__GIVEN RECORDS__:
//! CORS and security response headers.
//!
//! The relay is called from browser contexts, so CORS stays permissive
//! (any origin, GET/POST only) and a small set of hardening headers is
//! attached to every response.

use axum::http::{
    header::{HeaderValue, REFERRER_POLICY, X_CONTENT_TYPE_OPTIONS, X_FRAME_OPTIONS},
    Method,
};
use tower_http::cors::{Any, CorsLayer};
use tower_http::set_header::SetResponseHeaderLayer;

/// Permissive CORS: any origin, GET and POST.
pub fn cors_layer() -> CorsLayer {
    CorsLayer::new()
        .allow_origin(Any)
        .allow_methods([Method::GET, Method::POST])
        .allow_headers(Any)
}

pub fn nosniff_layer() -> SetResponseHeaderLayer<HeaderValue> {
    SetResponseHeaderLayer::if_not_present(
        X_CONTENT_TYPE_OPTIONS,
        HeaderValue::from_static("nosniff"),
    )
}

pub fn frame_options_layer() -> SetResponseHeaderLayer<HeaderValue> {
    SetResponseHeaderLayer::if_not_present(X_FRAME_OPTIONS, HeaderValue::from_static("SAMEORIGIN"))
}

pub fn referrer_policy_layer() -> SetResponseHeaderLayer<HeaderValue> {
    SetResponseHeaderLayer::if_not_present(
        REFERRER_POLICY,
        HeaderValue::from_static("no-referrer"),
    )
}
//! HTTP server setup and configuration.
//!
//! # Responsibilities
//! - Create the Axum router with both routes
//! - Wire up middleware (rate limit, tracing, timeout, body cap, request ID,
//!   CORS, security headers)
//! - Own the shared state (config, policy, limiter, forwarder)
//! - Serve until the shutdown signal fires

use std::net::SocketAddr;
use std::sync::Arc;
use std::time::Duration;

use axum::{
    middleware,
    routing::{get, post},
    Router,
};
use tokio::net::TcpListener;
use tokio::sync::broadcast;
use tower::ServiceBuilder;
use tower_http::{limit::RequestBodyLimitLayer, timeout::TimeoutLayer, trace::TraceLayer};

use crate::config::RelayConfig;
use crate::forward::Forwarder;
use crate::http::handlers;
use crate::http::request::{propagate_request_id_layer, set_request_id_layer};
use crate::policy::ContentPolicy;
use crate::security::headers;
use crate::security::rate_limit::{rate_limit_middleware, RateLimiterState};

/// Application state injected into handlers.
///
/// Explicitly constructed and passed in, never read from globals, so tests
/// get fresh counters and config per server instance.
#[derive(Clone)]
pub struct AppState {
    pub config: Arc<RelayConfig>,
    pub policy: Arc<ContentPolicy>,
    pub limiter: Arc<RateLimiterState>,
    pub forwarder: Arc<Forwarder>,
}

/// HTTP server for the relay.
pub struct HttpServer {
    router: Router,
    config: RelayConfig,
}

impl HttpServer {
    /// Create a new HTTP server with the given configuration.
    pub fn new(config: RelayConfig) -> Self {
        let state = AppState {
            policy: Arc::new(ContentPolicy::new(&config.policy)),
            limiter: Arc::new(RateLimiterState::new(&config.rate_limit)),
            forwarder: Arc::new(Forwarder::new(
                config.telegram.clone(),
                Duration::from_secs(config.timeouts.upstream_secs),
            )),
            config: Arc::new(config.clone()),
        };

        let router = Self::build_router(&config, state);
        Self { router, config }
    }

    /// Build the Axum router with all middleware layers.
    fn build_router(config: &RelayConfig, state: AppState) -> Router {
        let limiter = state.limiter.clone();

        // Layers added later sit further out; the rate limiter stays
        // innermost of the cross-cutting stack so the checks it guards
        // run strictly after it.
        let mut router = Router::new()
            .route("/", get(handlers::health))
            .route("/send-message", post(handlers::send_message))
            .with_state(state)
            .layer(middleware::from_fn_with_state(limiter, rate_limit_middleware))
            .layer(
                ServiceBuilder::new()
                    .layer(set_request_id_layer())
                    .layer(TraceLayer::new_for_http())
                    .layer(propagate_request_id_layer())
                    .layer(RequestBodyLimitLayer::new(config.security.max_body_size))
                    .layer(TimeoutLayer::new(Duration::from_secs(
                        config.timeouts.request_secs,
                    ))),
            )
            .layer(headers::cors_layer());

        if config.security.enable_headers {
            router = router
                .layer(headers::nosniff_layer())
                .layer(headers::frame_options_layer())
                .layer(headers::referrer_policy_layer());
        }

        router
    }

    /// Run the server, accepting connections on the given listener until the
    /// shutdown channel fires.
    pub async fn run(
        self,
        listener: TcpListener,
        mut shutdown: broadcast::Receiver<()>,
    ) -> Result<(), std::io::Error> {
        let addr = listener.local_addr()?;
        tracing::info!(address = %addr, "HTTP server starting");

        let app = self
            .router
            .into_make_service_with_connect_info::<SocketAddr>();

        axum::serve(listener, app)
            .with_graceful_shutdown(async move {
                let _ = shutdown.recv().await;
                tracing::info!("Shutdown signal received");
            })
            .await?;

        tracing::info!("HTTP server stopped");
        Ok(())
    }

    /// Get a reference to the config.
    pub fn config(&self) -> &RelayConfig {
        &self.config
    }
}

__THE TASK__: Nothing but a number should be given: the tally of lines in the listing that contain "HttpServer".

__OUTPUT OF THE TASK__: 2